Já os estelionatários da opinião pública, contudo, possuem claramente um método de atuação. Antes de mais nada, são eles discípulos de Joseph Goebbels, ministro de propaganda da Alemanha nazista, afirmando mil vezes uma mentira para que ela se torne verdade. Neste sentido, tanto a esquerda com sua repetição: “esse triplex não é meu”, “não há provas” ou “não houve mensalão, nem petrolão”; quanto a direita na sua ladainha: “é apenas uma gripezinha”, “tratamento precoce funciona” ou “o TCU questiona 50% das mortes”, não passam de agrupamentos de mentirosos contumazes, capazes de tudo para chegar e manter-se o poder.

Assim, políticos como Lula e Bolsonaro “de tanto mentir tão brava/mente/constroem um país/de mentira/—diária/mente”. É inaceitável que continuemos a viver essa farsa que se tornou nossa democracia. E não estou aqui defendendo uma subversão a ela, mas sim a radicalização de seus princípios. Democracia não significa permissividade, nem impunidade, muito pelo contrário, pois trata-se de uma forma de governo frágil e sujeita a manipulações populistas. Demagogos, de um lado, e autoritários, de outro, não faltam a tentarem diuturnamente destruí-la.

Dessa maneira, é necessário reforçar a defesa da ordem democrática em pelo menos três aspectos: liberdade de imprensa e manifestação, responsabilização política e criminal de infratores poderosos e reforma do sistema político-eleitoral. Quanto ao primeiro, antes de mais nada, é preciso deixar claro que “imprensa” significa o conjunto de órgãos de comunicação, e não um jornal ou TV específicos. Órgãos de imprensa podem ser, ou realmente são muitas vezes, tendenciosos e mentirosos, mas é o conjunto de informações livremente veiculadas que torna o jornalismo imprescindível para a democracia.

Isso não significa que veículos e jornalistas não devam responder por seus abusos, mas estes devem ser verificados em cuidadosos procedimentos judiciais posteriores à notícia, pois censura prévia, tal como tentado por Alexandre de Moraes contra esta mesma revista Crusoé, é uma forma de calar e impedir a livre circulação de ideias e fatos. Especialmente em um tempo de mentirosos e trapaceiros é que uma imprensa livre se torna o único meio para revelar mentiras e trapaças.

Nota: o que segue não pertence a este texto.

//! Core traits and data types for the sweep acquisition pipeline.
//!
//! This module defines the foundational abstractions shared by the producer
//! and consumer sides of the pipeline:
//!
//! - [`Sweep`]: one validated trace of paired (frequency, magnitude) samples
//! - [`MinimumPoint`]: the deepest point of a sweep
//! - [`RecordId`]: deterministic name of a persisted raw sweep
//! - [`Instrument`]: the analyzer capability driven by the acquirer
//! - [`SweepStore`]: persistence backend for raw sweeps driven by the recorder
//!
//! # Data Flow
//!
//! ```text
//! Instrument --> Acquirer --[Sweep]--> HandoffQueue --> Recorder --> SweepStore
//!                                                                \-> SummaryLedger
//! ```
//!
//! # Thread Safety
//!
//! Both traits require `Send` so that an implementation can be moved into the
//! worker task that owns it. Neither requires `Sync`: each is accessed by exactly
//! one worker.

use crate::error::{AppResult, DaqError};
use async_trait::async_trait;
use chrono::{DateTime, Local};
use std::fmt;

// =============================================================================
// Basic Data Types
// =============================================================================

/// One full set of paired samples captured from a single trigger.
///
/// A `Sweep` is immutable once built. It is created by the acquirer, moved
/// through the hand-off queue, and consumed exactly once by the recorder.
///
/// # Invariant
///
/// `frequencies.len() == magnitudes.len() >= 1`, enforced by [`Sweep::new`].
#[derive(Clone, Debug, PartialEq)]
pub struct Sweep {
    timestamp: DateTime<Local>,
    frequencies: Vec<f64>,
    magnitudes: Vec<f64>,
}

impl Sweep {
    /// Builds a sweep, rejecting traces that are empty or of unequal length.
    pub fn new(
        timestamp: DateTime<Local>,
        frequencies: Vec<f64>,
        magnitudes: Vec<f64>,
    ) -> AppResult<Self> {
        if frequencies.is_empty() || frequencies.len() != magnitudes.len() {
            return Err(DaqError::InvalidSweep {
                frequencies: frequencies.len(),
                magnitudes: magnitudes.len(),
            });
        }
        Ok(Self {
            timestamp,
            frequencies,
            magnitudes,
        })
    }

    /// Local time at which the sweep was read back from the instrument.
    pub fn timestamp(&self) -> DateTime<Local> {
        self.timestamp
    }

    /// Stimulus axis, in Hz.
    pub fn frequencies(&self) -> &[f64] {
        &self.frequencies
    }

    /// Formatted trace, in dB.
    pub fn magnitudes(&self) -> &[f64] {
        &self.magnitudes
    }

    /// Number of sample pairs (always at least one).
    pub fn len(&self) -> usize {
        self.frequencies.len()
    }

    /// Always false; kept alongside `len` for API symmetry.
    pub fn is_empty(&self) -> bool {
        self.frequencies.is_empty()
    }

    /// Iterates over `(frequency, magnitude)` pairs in acquisition order.
    pub fn samples(&self) -> impl Iterator<Item = (f64, f64)> + '_ {
        self.frequencies
            .iter()
            .copied()
            .zip(self.magnitudes.iter().copied())
    }

    /// Finds the sample with the lowest magnitude.
    ///
    /// Ties resolve to the lowest index. NaN magnitudes never win against a
    /// real value; if every magnitude is NaN the first sample is returned.
    pub fn minimum(&self) -> MinimumPoint {
        let mut best = 0;
        for (i, &magnitude) in self.magnitudes.iter().enumerate().skip(1) {
            let current = self.magnitudes[best];
            if magnitude < current || (current.is_nan() && !magnitude.is_nan()) {
                best = i;
            }
        }
        MinimumPoint {
            frequency: self.frequencies[best],
            magnitude: self.magnitudes[best],
        }
    }
}

/// The `(frequency, magnitude)` pair at the deepest point of a sweep.
#[derive(Clone, Copy, Debug, PartialEq)]
pub struct MinimumPoint {
    /// Frequency in Hz
    pub frequency: f64,
    /// Magnitude in dB
    pub magnitude: f64,
}

/// Identifier of a persisted raw sweep: `{YYYYMMDD_HHMMSS}_{round(frequency)}Hz`.
///
/// The same timestamp (to the second) and rounded frequency always map to the
/// same identifier, so re-recording a sweep overwrites its previous record.
#[derive(Clone, Debug, PartialEq, Eq, Hash)]
pub struct RecordId(String);

impl RecordId {
    /// Derives the identifier from the sweep timestamp and the frequency of its minimum.
    pub fn new(timestamp: DateTime<Local>, frequency_hz: f64) -> Self {
        Self(format!(
            "{}_{}Hz",
            timestamp.format("%Y%m%d_%H%M%S"),
            frequency_hz.round() as i64
        ))
    }

    /// The identifier as a string slice.
    pub fn as_str(&self) -> &str {
        &self.0
    }
}

impl fmt::Display for RecordId {
    fn fmt(&self, f: &mut fmt::Formatter<'_>) -> fmt::Result {
        f.write_str(&self.0)
    }
}

// =============================================================================
// Capability Traits
// =============================================================================

/// A swept-frequency instrument (e.g. a vector network analyzer).
///
/// The acquirer is the only caller. Implementations may block inside the
/// async methods for the duration of a sweep; there is no forced preemption
/// of in-flight instrument I/O.
#[async_trait]
pub trait Instrument: Send {
    /// Human-readable instrument name used in log lines.
    fn name(&self) -> String;

    /// Triggers a single sweep and returns once the instrument reports completion.
    async fn trigger_and_wait_sweep(&mut self) -> AppResult<()>;

    /// Reads back the last completed sweep as `(frequencies, magnitudes)`.
    async fn read_sweep(&mut self) -> AppResult<(Vec<f64>, Vec<f64>)>;

    /// Releases the instrument connection.
    async fn close(&mut self) -> AppResult<()>;
}

/// Persistence backend for raw sweeps.
#[async_trait]
pub trait SweepStore: Send {
    /// Writes every sample pair of `sweep` under `id`, replacing any previous
    /// record with the same identifier.
    async fn write_sweep(&mut self, id: &RecordId, sweep: &Sweep) -> AppResult<()>;
}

Importante também é acabar com a impunidade de poderosos no Brasil. Ter poder em nosso país é passaporte livre para a corrupção e o abuso, o que é percebido claramente pela população, que passa a desacreditar nas instituições, como podem atestar as diversas pesquisas sobre a confiança dos brasileiros. Quando tantos que deveriam ser punidos são absolvidos ou têm seus processos anulados em acórdãos e procedimentos administrativos escandalosos (e sigilosos, como no caso do general Pazuello), o que fica para a população é que vale a pena ser desonesto, desonrado e mentiroso, pois estes, no final, são aqueles que se dão bem.

Por último, mas não a última das coisas necessárias para uma revolução democrática, é preciso reformar nossa política com a extinção do voto proporcional para as eleições para os órgãos legislativos, bem como com a redução significativa do número de partidos políticos por meio de uma cláusula de barreira. Não é possível termos tantas partidos sob nomes irônicos e pretensiosos que apenas revelam sua hipocrisia e mentira. Além disso, é preciso estabelecer regras claras de transparência e democracia partidárias, eliminando tantas agremiações que nada mais são do que feudos de famílias de caciques.

Precisamos, enfim, que a população volte a acreditar nas instituições por elas refletirem o mais sincera e transparente possível os princípios de nossa democracia e república. “Sei que a verdade é difícil/e para alguns é cara e escura./Mas não se chega à verdade/pela mentira, nem à democracia/pela ditadura”.